In other areas Covid 19 is almost facilitating change that the NHS has struggled with for years. Virtual outpatient clinics and video appointments with GPs have been an ambition for the system for many years but have been held back because of technological limitations, inflexibility and resistance to change, but now when it is suddenly a matter of life and death implementation of these ideas has been fast tracked. Thought no one would have wished it to happen this way, Covid 19 may in future be remembered as being responsible for the step change in virtual clinic adoption.
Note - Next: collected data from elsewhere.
use std::collections::HashMap;
use std::sync::Arc;

use async_trait::async_trait;
use chrono::{DateTime, Utc};
use common::{InventoryRecordId, OrderId, OrderNumber, ReservationKey, SellerId, VariantId};
use domain::inventory::{InventoryMovement, InventoryRecord, InventoryReservation};
use domain::order::Order;
use futures_util::future::BoxFuture;
use tokio::sync::Mutex;

use crate::uow::{TxHandle, UnitOfWork};
use crate::StoreError;

#[derive(Debug, Clone, Default)]
struct MemoryState {
    records: HashMap<InventoryRecordId, InventoryRecord>,
    record_index: HashMap<(VariantId, SellerId), InventoryRecordId>,
    reservations: HashMap<ReservationKey, InventoryReservation>,
    movements: Vec<InventoryMovement>,
    orders: HashMap<OrderId, Order>,
}

/// In-memory store for tests.
///
/// The mutex serializes transactions outright, which makes the isolation
/// trivially serializable; each transaction works on a copy of the state
/// that is only written back when the closure succeeds, which gives
/// atomicity. Same contract as the PostgreSQL implementation.
#[derive(Clone, Default)]
pub struct MemoryStore {
    state: Arc<Mutex<MemoryState>>,
}

/// A transaction over a working copy of the store state.
pub struct MemoryTx {
    working: MemoryState,
}

impl MemoryStore {
    /// Creates a new empty store.
    pub fn new() -> Self {
        Self::default()
    }

    /// Seeds a ledger record and returns its id.
    pub async fn seed_inventory(
        &self,
        variant_id: VariantId,
        seller_id: SellerId,
        available: i64,
    ) -> InventoryRecordId {
        let record = InventoryRecord::new(variant_id, seller_id, available);
        let id = record.id;
        let mut state = self.state.lock().await;
        state.record_index.insert((variant_id, seller_id), id);
        state.records.insert(id, record);
        id
    }

    /// Returns the current ledger record for a pair, if any.
    pub async fn inventory_record(
        &self,
        variant_id: VariantId,
        seller_id: SellerId,
    ) -> Option<InventoryRecord> {
        let state = self.state.lock().await;
        let id = state.record_index.get(&(variant_id, seller_id))?;
        state.records.get(id).cloned()
    }

    /// Returns a reservation by key, if any.
    pub async fn reservation(&self, key: &ReservationKey) -> Option<InventoryReservation> {
        self.state.lock().await.reservations.get(key).cloned()
    }

    /// Returns all movements recorded against one ledger record.
    pub async fn movements_for(&self, record_id: InventoryRecordId) -> Vec<InventoryMovement> {
        self.state
            .lock()
            .await
            .movements
            .iter()
            .filter(|m| m.record_id == record_id)
            .cloned()
            .collect()
    }

    /// Sums the quantities of active reservations on one record.
    pub async fn active_reservation_total(&self, record_id: InventoryRecordId) -> i64 {
        self.state
            .lock()
            .await
            .reservations
            .values()
            .filter(|r| r.record_id == record_id && r.status.is_active())
            .map(|r| r.quantity)
            .sum()
    }

    /// Returns an order by id, if any.
    pub async fn order(&self, id: OrderId) -> Option<Order> {
        self.state.lock().await.orders.get(&id).cloned()
    }

    /// Returns the number of stored orders.
    pub async fn order_count(&self) -> usize {
        self.state.lock().await.orders.len()
    }
}

impl UnitOfWork for MemoryStore {
    type Tx = MemoryTx;

    fn serializable<'a, T, E, F>(&'a self, op: F) -> BoxFuture<'a, Result<T, E>>
    where
        T: Send + 'a,
        E: From<StoreError> + Send + 'a,
        F: for<'t> FnOnce(&'t mut Self::Tx) -> BoxFuture<'t, Result<T, E>> + Send + 'a,
    {
        Box::pin(async move {
            let mut state = self.state.lock().await;
            let mut tx = MemoryTx {
                working: state.clone(),
            };
            match op(&mut tx).await {
                Ok(value) => {
                    *state = tx.working;
                    Ok(value)
                }
                Err(err) => Err(err),
            }
        })
    }
}

#[async_trait]
impl TxHandle for MemoryTx {
    async fn find_inventory_record(
        &mut self,
        variant_id: VariantId,
        seller_id: SellerId,
    ) -> Result<Option<InventoryRecord>, StoreError> {
        let Some(id) = self.working.record_index.get(&(variant_id, seller_id)) else {
            return Ok(None);
        };
        Ok(self.working.records.get(id).cloned())
    }

    async fn find_inventory_record_by_id(
        &mut self,
        id: InventoryRecordId,
    ) -> Result<Option<InventoryRecord>, StoreError> {
        Ok(self.working.records.get(&id).cloned())
    }

    async fn insert_inventory_record(
        &mut self,
        record: &InventoryRecord,
    ) -> Result<(), StoreError> {
        let pair = (record.variant_id, record.seller_id);
        if self.working.record_index.contains_key(&pair) {
            return Err(StoreError::DuplicateKey {
                entity: "inventory_record",
                key: format!("{}/{}", record.variant_id, record.seller_id),
            });
        }
        self.working.record_index.insert(pair, record.id);
        self.working.records.insert(record.id, record.clone());
        Ok(())
    }

    async fn update_inventory_record(
        &mut self,
        record: &InventoryRecord,
    ) -> Result<(), StoreError> {
        if !self.working.records.contains_key(&record.id) {
            return Err(StoreError::NotFound {
                entity: "inventory_record",
                id: record.id.to_string(),
            });
        }
        self.working.records.insert(record.id, record.clone());
        Ok(())
    }

    async fn find_reservation(
        &mut self,
        key: &ReservationKey,
    ) -> Result<Option<InventoryReservation>, StoreError> {
        Ok(self.working.reservations.get(key).cloned())
    }

    async fn insert_reservation(
        &mut self,
        reservation: &InventoryReservation,
    ) -> Result<(), StoreError> {
        if self
            .working
            .reservations
            .contains_key(&reservation.reservation_key)
        {
            return Err(StoreError::DuplicateKey {
                entity: "inventory_reservation",
                key: reservation.reservation_key.to_string(),
            });
        }
        self.working
            .reservations
            .insert(reservation.reservation_key.clone(), reservation.clone());
        Ok(())
    }

    async fn update_reservation(
        &mut self,
        reservation: &InventoryReservation,
    ) -> Result<(), StoreError> {
        if !self
            .working
            .reservations
            .contains_key(&reservation.reservation_key)
        {
            return Err(StoreError::NotFound {
                entity: "inventory_reservation",
                id: reservation.reservation_key.to_string(),
            });
        }
        self.working
            .reservations
            .insert(reservation.reservation_key.clone(), reservation.clone());
        Ok(())
    }

    async fn expired_reservation_keys(
        &mut self,
        cutoff: DateTime<Utc>,
        limit: usize,
    ) -> Result<Vec<ReservationKey>, StoreError> {
        let mut expired: Vec<&InventoryReservation> = self
            .working
            .reservations
            .values()
            .filter(|r| r.status.is_active() && r.expires_at <= cutoff)
            .collect();
        expired.sort_by_key(|r| r.expires_at);
        Ok(expired
            .into_iter()
            .take(limit)
            .map(|r| r.reservation_key.clone())
            .collect())
    }

    async fn append_movement(&mut self, movement: &InventoryMovement) -> Result<(), StoreError> {
        self.working.movements.push(movement.clone());
        Ok(())
    }

    async fn insert_order(&mut self, order: &Order) -> Result<(), StoreError> {
        if self.working.orders.contains_key(&order.id()) {
            return Err(StoreError::DuplicateKey {
                entity: "order",
                key: order.id().to_string(),
            });
        }
        if self
            .working
            .orders
            .values()
            .any(|o| o.order_number() == order.order_number())
        {
            return Err(StoreError::DuplicateKey {
                entity: "order",
                key: order.order_number().to_string(),
            });
        }
        self.working.orders.insert(order.id(), order.clone());
        Ok(())
    }

    async fn find_order(&mut self, id: OrderId) -> Result<Option<Order>, StoreError> {
        Ok(self.working.orders.get(&id).cloned())
    }

    async fn update_order(&mut self, order: &Order) -> Result<(), StoreError> {
        if !self.working.orders.contains_key(&order.id()) {
            return Err(StoreError::NotFound {
                entity: "order",
                id: order.id().to_string(),
            });
        }
        self.working.orders.insert(order.id(), order.clone());
        Ok(())
    }

    async fn order_number_exists(&mut self, number: &OrderNumber) -> Result<bool, StoreError> {
        Ok(self
            .working
            .orders
            .values()
            .any(|o| o.order_number() == number))
    }

    async fn overdue_order_ids(
        &mut self,
        cutoff: DateTime<Utc>,
        limit: usize,
    ) -> Result<Vec<OrderId>, StoreError> {
        let mut overdue: Vec<&Order> = self
            .working
            .orders
            .values()
            .filter(|o| o.is_expired(cutoff))
            .collect();
        overdue.sort_by_key(|o| o.expires_at());
        Ok(overdue.into_iter().take(limit).map(|o| o.id()).collect())
    }
}

#[cfg(test)]
mod tests {
    use super::*;

    #[tokio::test]
    async fn commit_applies_writes() {
        let store = MemoryStore::new();
        let variant_id = VariantId::new();
        let seller_id = SellerId::new();

        store
            .serializable(move |tx| {
                Box::pin(async move {
                    let record = InventoryRecord::new(variant_id, seller_id, 10);
                    tx.insert_inventory_record(&record).await
                })
            })
            .await
            .unwrap();

        let record = store.inventory_record(variant_id, seller_id).await.unwrap();
        assert_eq!(record.available, 10);
    }

    #[tokio::test]
    async fn rollback_discards_all_writes() {
        let store = MemoryStore::new();
        let variant_id = VariantId::new();
        let seller_id = SellerId::new();
        store.seed_inventory(variant_id, seller_id, 10).await;

        let result: Result<(), StoreError> = store
            .serializable(move |tx| {
                Box::pin(async move {
                    let mut record = tx
                        .find_inventory_record(variant_id, seller_id)
                        .await?
                        .unwrap();
                    record.available = 0;
                    tx.update_inventory_record(&record).await?;
                    Err(StoreError::SerializationConflict)
                })
            })
            .await;

        assert!(result.is_err());
        let record = store.inventory_record(variant_id, seller_id).await.unwrap();
        assert_eq!(record.available, 10, "rolled-back write leaked");
    }

    #[tokio::test]
    async fn duplicate_reservation_key_is_rejected() {
        let store = MemoryStore::new();
        let record_id = store
            .seed_inventory(VariantId::new(), SellerId::new(), 10)
            .await;
        let key = ReservationKey::generate();

        for attempt in 0..2 {
            let key = key.clone();
            let result: Result<(), StoreError> = store
                .serializable(move |tx| {
                    Box::pin(async move {
                        let reservation = InventoryReservation::new(
                            record_id,
                            1,
                            key,
                            "order",
                            "pending-order",
                            Utc::now(),
                            "test",
                        )
                        .expect("valid reservation");
                        tx.insert_reservation(&reservation).await
                    })
                })
                .await;
            if attempt == 0 {
                result.unwrap();
            } else {
                assert!(matches!(result, Err(StoreError::DuplicateKey { .. })));
            }
        }
    }

    #[tokio::test]
    async fn expired_scan_is_bounded_and_ordered() {
        let store = MemoryStore::new();
        let record_id = store
            .seed_inventory(VariantId::new(), SellerId::new(), 10)
            .await;
        let now = Utc::now();

        let keys: Vec<ReservationKey> = (0..3).map(|_| ReservationKey::generate()).collect();
        for (i, key) in keys.iter().enumerate() {
            let key = key.clone();
            let expires_at = now - chrono::Duration::minutes(10 - i as i64);
            store
                .serializable(move |tx| {
                    Box::pin(async move {
                        let reservation = InventoryReservation::new(
                            record_id,
                            1,
                            key,
                            "order",
                            "pending-order",
                            expires_at,
                            "test",
                        )
                        .expect("valid reservation");
                        tx.insert_reservation(&reservation).await
                    })
                })
                .await
                .unwrap();
        }

        let found: Vec<ReservationKey> = store
            .serializable(move |tx| {
                Box::pin(async move { tx.expired_reservation_keys(now, 2).await })
            })
            .await
            .unwrap();

        assert_eq!(found.len(), 2);
        assert_eq!(found[0], keys[0], "oldest expiry first");
    }
}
It was also suggested to me today that another potential positive impact might be an improved respect for hospital A&E services. I have spoken to three trusts this week who have reported a sharp drop in A&E attendances, the last of which by a third. This doesn’t quite make sense, since the background level of accidents and emergencies happening out in the public domain should stay more or less the same. What it does probably reveal is just how many unnecessary visits the average A&E function sees in normal times, partly caused by a lack primary care capacity no doubt, but also because it is used and abused by those who don’t really need it. Over the last few weeks the public has started to avoid going to A&E unnecessarily partly because they perceive a risk of contracting Coronavirus, but hopefully more because they recognise their local hospital needs to free up all the time, beds and resources it has to deal with patients who are going to be truly sick. Either way if we come out of this pandemic with a recalibrated public view of what truly constitutes an accident or an emergency it will be no bad thing.
One thing I am sure of – post pandemic the NHS will have changed forever. Whilst no one would wish for this to be happening I know that it will also create a strong interim healthcare market for the 2-3 years afterwards. Waiting lists, CQC compliance and financial efficiency have effectively been put on hold, but when the NHS does return to business as usual, waiting lists will have grown, clinical quality may have dipped without CQC hovering overhead and financial efficiency requirements will be backed up, no doubt increasing the ask in years to come. But there may be some semblance of a silver lining, adoption of technology, an agenda strongly pushed by health secretary Matt Hancock will improve pathways and efficiency, and allow quicker access to services vie telemedicine. A&E services might be more appropriately used, allowing trusts to better manage demand. The NHS has always been the pride of UK public services, and I think the UK public’s affection for its health service will only deepen, ensuring all political parties must promise support and investment to help the NHS recover from what might become its greatest ever challenge.